Problem details >> Give every entry again precisely as it appears.

== Given records

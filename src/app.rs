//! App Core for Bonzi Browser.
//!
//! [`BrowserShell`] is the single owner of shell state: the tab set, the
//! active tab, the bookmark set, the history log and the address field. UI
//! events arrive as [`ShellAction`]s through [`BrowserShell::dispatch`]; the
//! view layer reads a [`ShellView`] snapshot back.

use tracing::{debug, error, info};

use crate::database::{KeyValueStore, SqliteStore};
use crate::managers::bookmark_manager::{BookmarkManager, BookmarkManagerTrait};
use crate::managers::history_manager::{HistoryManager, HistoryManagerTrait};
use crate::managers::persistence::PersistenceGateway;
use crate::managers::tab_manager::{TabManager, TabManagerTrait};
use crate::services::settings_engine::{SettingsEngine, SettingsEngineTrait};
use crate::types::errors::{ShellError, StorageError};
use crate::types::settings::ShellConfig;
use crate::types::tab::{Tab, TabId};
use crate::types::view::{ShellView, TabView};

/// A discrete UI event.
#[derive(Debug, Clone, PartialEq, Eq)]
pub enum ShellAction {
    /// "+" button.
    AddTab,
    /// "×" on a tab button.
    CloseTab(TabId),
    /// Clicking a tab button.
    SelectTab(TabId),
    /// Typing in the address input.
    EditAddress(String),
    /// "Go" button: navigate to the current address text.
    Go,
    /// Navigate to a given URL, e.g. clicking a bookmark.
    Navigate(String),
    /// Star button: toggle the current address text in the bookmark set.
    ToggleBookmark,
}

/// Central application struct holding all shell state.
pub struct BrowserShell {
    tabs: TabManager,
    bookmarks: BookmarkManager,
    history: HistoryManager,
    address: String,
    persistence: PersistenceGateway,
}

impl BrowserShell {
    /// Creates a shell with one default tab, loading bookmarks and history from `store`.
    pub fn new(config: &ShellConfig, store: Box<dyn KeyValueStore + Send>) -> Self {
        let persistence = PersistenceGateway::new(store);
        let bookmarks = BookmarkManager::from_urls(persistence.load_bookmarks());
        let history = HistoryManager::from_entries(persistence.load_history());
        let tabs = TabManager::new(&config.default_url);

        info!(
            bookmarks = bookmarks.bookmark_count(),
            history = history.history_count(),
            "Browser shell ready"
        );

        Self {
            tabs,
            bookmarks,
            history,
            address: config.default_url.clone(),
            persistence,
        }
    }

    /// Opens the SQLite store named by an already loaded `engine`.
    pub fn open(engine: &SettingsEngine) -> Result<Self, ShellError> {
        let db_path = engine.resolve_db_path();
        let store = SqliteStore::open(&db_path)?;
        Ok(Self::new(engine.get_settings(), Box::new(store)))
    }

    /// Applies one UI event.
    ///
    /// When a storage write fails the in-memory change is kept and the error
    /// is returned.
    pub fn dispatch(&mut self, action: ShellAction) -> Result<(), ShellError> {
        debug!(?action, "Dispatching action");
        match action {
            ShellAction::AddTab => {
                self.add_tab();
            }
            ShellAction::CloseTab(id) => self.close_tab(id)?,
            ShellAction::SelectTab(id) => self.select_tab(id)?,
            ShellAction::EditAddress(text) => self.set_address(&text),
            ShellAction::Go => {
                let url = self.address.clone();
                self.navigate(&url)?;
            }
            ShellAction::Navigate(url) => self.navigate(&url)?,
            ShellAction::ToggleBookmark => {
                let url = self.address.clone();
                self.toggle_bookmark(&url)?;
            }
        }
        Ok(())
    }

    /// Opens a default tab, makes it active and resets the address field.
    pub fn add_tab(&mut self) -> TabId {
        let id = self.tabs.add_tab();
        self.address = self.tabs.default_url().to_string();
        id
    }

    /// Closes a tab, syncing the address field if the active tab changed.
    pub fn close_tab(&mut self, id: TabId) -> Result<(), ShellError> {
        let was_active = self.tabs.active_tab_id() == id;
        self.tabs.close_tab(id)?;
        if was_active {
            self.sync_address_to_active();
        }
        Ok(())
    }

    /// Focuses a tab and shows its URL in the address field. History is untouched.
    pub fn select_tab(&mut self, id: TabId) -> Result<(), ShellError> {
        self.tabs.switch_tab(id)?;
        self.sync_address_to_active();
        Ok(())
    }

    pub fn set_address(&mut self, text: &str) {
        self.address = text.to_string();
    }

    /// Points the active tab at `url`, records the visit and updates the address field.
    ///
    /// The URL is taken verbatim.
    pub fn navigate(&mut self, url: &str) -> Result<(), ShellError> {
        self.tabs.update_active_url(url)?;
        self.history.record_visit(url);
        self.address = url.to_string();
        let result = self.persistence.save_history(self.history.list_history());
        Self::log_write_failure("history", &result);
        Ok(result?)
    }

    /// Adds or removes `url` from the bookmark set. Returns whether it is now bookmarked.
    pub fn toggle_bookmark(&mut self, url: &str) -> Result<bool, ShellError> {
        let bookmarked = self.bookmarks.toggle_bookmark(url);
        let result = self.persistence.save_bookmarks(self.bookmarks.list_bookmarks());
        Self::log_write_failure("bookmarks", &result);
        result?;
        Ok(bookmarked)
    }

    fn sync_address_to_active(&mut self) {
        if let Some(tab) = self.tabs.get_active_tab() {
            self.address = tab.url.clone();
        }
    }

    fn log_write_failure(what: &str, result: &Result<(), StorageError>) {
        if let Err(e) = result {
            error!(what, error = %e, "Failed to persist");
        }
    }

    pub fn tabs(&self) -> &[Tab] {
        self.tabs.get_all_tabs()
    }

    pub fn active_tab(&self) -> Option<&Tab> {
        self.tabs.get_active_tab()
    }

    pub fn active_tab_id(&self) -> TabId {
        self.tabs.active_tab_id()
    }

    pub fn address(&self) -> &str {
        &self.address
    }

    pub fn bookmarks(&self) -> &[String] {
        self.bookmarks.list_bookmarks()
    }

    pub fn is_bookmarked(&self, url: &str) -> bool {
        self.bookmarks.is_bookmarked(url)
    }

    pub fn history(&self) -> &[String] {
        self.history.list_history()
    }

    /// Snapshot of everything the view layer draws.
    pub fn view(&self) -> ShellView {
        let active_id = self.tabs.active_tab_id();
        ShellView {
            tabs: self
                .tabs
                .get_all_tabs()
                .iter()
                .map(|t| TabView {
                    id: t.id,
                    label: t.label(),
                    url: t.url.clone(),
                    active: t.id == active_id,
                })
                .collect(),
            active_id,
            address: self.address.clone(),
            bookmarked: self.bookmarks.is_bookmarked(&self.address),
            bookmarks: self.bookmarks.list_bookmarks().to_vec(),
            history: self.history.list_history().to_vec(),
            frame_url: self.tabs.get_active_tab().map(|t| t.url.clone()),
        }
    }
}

====

Written answer >>
filename src/app.rs
//! App Core for Bonzi Browser.
//!
//! [`BrowserShell`] is the single owner of shell state: the tab set, the
//! active tab, the bookmark set, the history log and the address field. UI
//! events arrive as [`ShellAction`]s through [`BrowserShell::dispatch`]; the
//! view layer reads a [`ShellView`] snapshot back.

use tracing::{debug, error, info};

use crate::database::{KeyValueStore, SqliteStore};
use crate::managers::bookmark_manager::{BookmarkManager, BookmarkManagerTrait};
use crate::managers::history_manager::{HistoryManager, HistoryManagerTrait};
use crate::managers::persistence::PersistenceGateway;
use crate::managers::tab_manager::{TabManager, TabManagerTrait};
use crate::services::settings_engine::{SettingsEngine, SettingsEngineTrait};
use crate::types::errors::{ShellError, StorageError};
use crate::types::settings::ShellConfig;
use crate::types::tab::{Tab, TabId};
use crate::types::view::{ShellView, TabView};

/// A discrete UI event.
#[derive(Debug, Clone, PartialEq, Eq)]
pub enum ShellAction {
    /// "+" button.
    AddTab,
    /// "×" on a tab button.
    CloseTab(TabId),
    /// Clicking a tab button.
    SelectTab(TabId),
    /// Typing in the address input.
    EditAddress(String),
    /// "Go" button: navigate to the current address text.
    Go,
    /// Navigate to a given URL, e.g. clicking a bookmark.
    Navigate(String),
    /// Star button: toggle the current address text in the bookmark set.
    ToggleBookmark,
}

/// Central application struct holding all shell state.
pub struct BrowserShell {
    tabs: TabManager,
    bookmarks: BookmarkManager,
    history: HistoryManager,
    address: String,
    persistence: PersistenceGateway,
}

impl BrowserShell {
    /// Creates a shell with one default tab, loading bookmarks and history from `store`.
    pub fn new(config: &ShellConfig, store: Box<dyn KeyValueStore + Send>) -> Self {
        let persistence = PersistenceGateway::new(store);
        let bookmarks = BookmarkManager::from_urls(persistence.load_bookmarks());
        let history = HistoryManager::from_entries(persistence.load_history());
        let tabs = TabManager::new(&config.default_url);

        info!(
            bookmarks = bookmarks.bookmark_count(),
            history = history.history_count(),
            "Browser shell ready"
        );

        Self {
            tabs,
            bookmarks,
            history,
            address: config.default_url.clone(),
            persistence,
        }
    }

    /// Opens the SQLite store named by an already loaded `engine`.
    pub fn open(engine: &SettingsEngine) -> Result<Self, ShellError> {
        let db_path = engine.resolve_db_path();
        let store = SqliteStore::open(&db_path)?;
        Ok(Self::new(engine.get_settings(), Box::new(store)))
    }

    /// Applies one UI event.
    ///
    /// When a storage write fails the in-memory change is kept and the error
    /// is returned.
    pub fn dispatch(&mut self, action: ShellAction) -> Result<(), ShellError> {
        debug!(?action, "Dispatching action");
        match action {
            ShellAction::AddTab => {
                self.add_tab();
            }
            ShellAction::CloseTab(id) => self.close_tab(id)?,
            ShellAction::SelectTab(id) => self.select_tab(id)?,
            ShellAction::EditAddress(text) => self.set_address(&text),
            ShellAction::Go => {
                let url = self.address.clone();
                self.navigate(&url)?;
            }
            ShellAction::Navigate(url) => self.navigate(&url)?,
            ShellAction::ToggleBookmark => {
                let url = self.address.clone();
                self.toggle_bookmark(&url)?;
            }
        }
        Ok(())
    }

    /// Opens a default tab, makes it active and resets the address field.
    pub fn add_tab(&mut self) -> TabId {
        let id = self.tabs.add_tab();
        self.address = self.tabs.default_url().to_string();
        id
    }

    /// Closes a tab, syncing the address field if the active tab changed.
    pub fn close_tab(&mut self, id: TabId) -> Result<(), ShellError> {
        let was_active = self.tabs.active_tab_id() == id;
        self.tabs.close_tab(id)?;
        if was_active {
            self.sync_address_to_active();
        }
        Ok(())
    }

    /// Focuses a tab and shows its URL in the address field. History is untouched.
    pub fn select_tab(&mut self, id: TabId) -> Result<(), ShellError> {
        self.tabs.switch_tab(id)?;
        self.sync_address_to_active();
        Ok(())
    }

    pub fn set_address(&mut self, text: &str) {
        self.address = text.to_string();
    }

    /// Points the active tab at `url`, records the visit and updates the address field.
    ///
    /// The URL is taken verbatim.
    pub fn navigate(&mut self, url: &str) -> Result<(), ShellError> {
        self.tabs.update_active_url(url)?;
        self.history.record_visit(url);
        self.address = url.to_string();
        let result = self.persistence.save_history(self.history.list_history());
        Self::log_write_failure("history", &result);
        Ok(result?)
    }

    /// Adds or removes `url` from the bookmark set. Returns whether it is now bookmarked.
    pub fn toggle_bookmark(&mut self, url: &str) -> Result<bool, ShellError> {
        let bookmarked = self.bookmarks.toggle_bookmark(url);
        let result = self.persistence.save_bookmarks(self.bookmarks.list_bookmarks());
        Self::log_write_failure("bookmarks", &result);
        result?;
        Ok(bookmarked)
    }

    fn sync_address_to_active(&mut self) {
        if let Some(tab) = self.tabs.get_active_tab() {
            self.address = tab.url.clone();
        }
    }

    fn log_write_failure(what: &str, result: &Result<(), StorageError>) {
        if let Err(e) = result {
            error!(what, error = %e, "Failed to persist");
        }
    }

    pub fn tabs(&self) -> &[Tab] {
        self.tabs.get_all_tabs()
    }

    pub fn active_tab(&self) -> Option<&Tab> {
        self.tabs.get_active_tab()
    }

    pub fn active_tab_id(&self) -> TabId {
        self.tabs.active_tab_id()
    }

    pub fn address(&self) -> &str {
        &self.address
    }

    pub fn bookmarks(&self) -> &[String] {
        self.bookmarks.list_bookmarks()
    }

    pub fn is_bookmarked(&self, url: &str) -> bool {
        self.bookmarks.is_bookmarked(url)
    }

    pub fn history(&self) -> &[String] {
        self.history.list_history()
    }

    /// Snapshot of everything the view layer draws.
    pub fn view(&self) -> ShellView {
        let active_id = self.tabs.active_tab_id();
        ShellView {
            tabs: self
                .tabs
                .get_all_tabs()
                .iter()
                .map(|t| TabView {
                    id: t.id,
                    label: t.label(),
                    url: t.url.clone(),
                    active: t.id == active_id,
                })
                .collect(),
            active_id,
            address: self.address.clone(),
            bookmarked: self.bookmarks.is_bookmarked(&self.address),
            bookmarks: self.bookmarks.list_bookmarks().to_vec(),
            history: self.history.list_history().to_vec(),
            frame_url: self.tabs.get_active_tab().map(|t| t.url.clone()),
        }
    }
}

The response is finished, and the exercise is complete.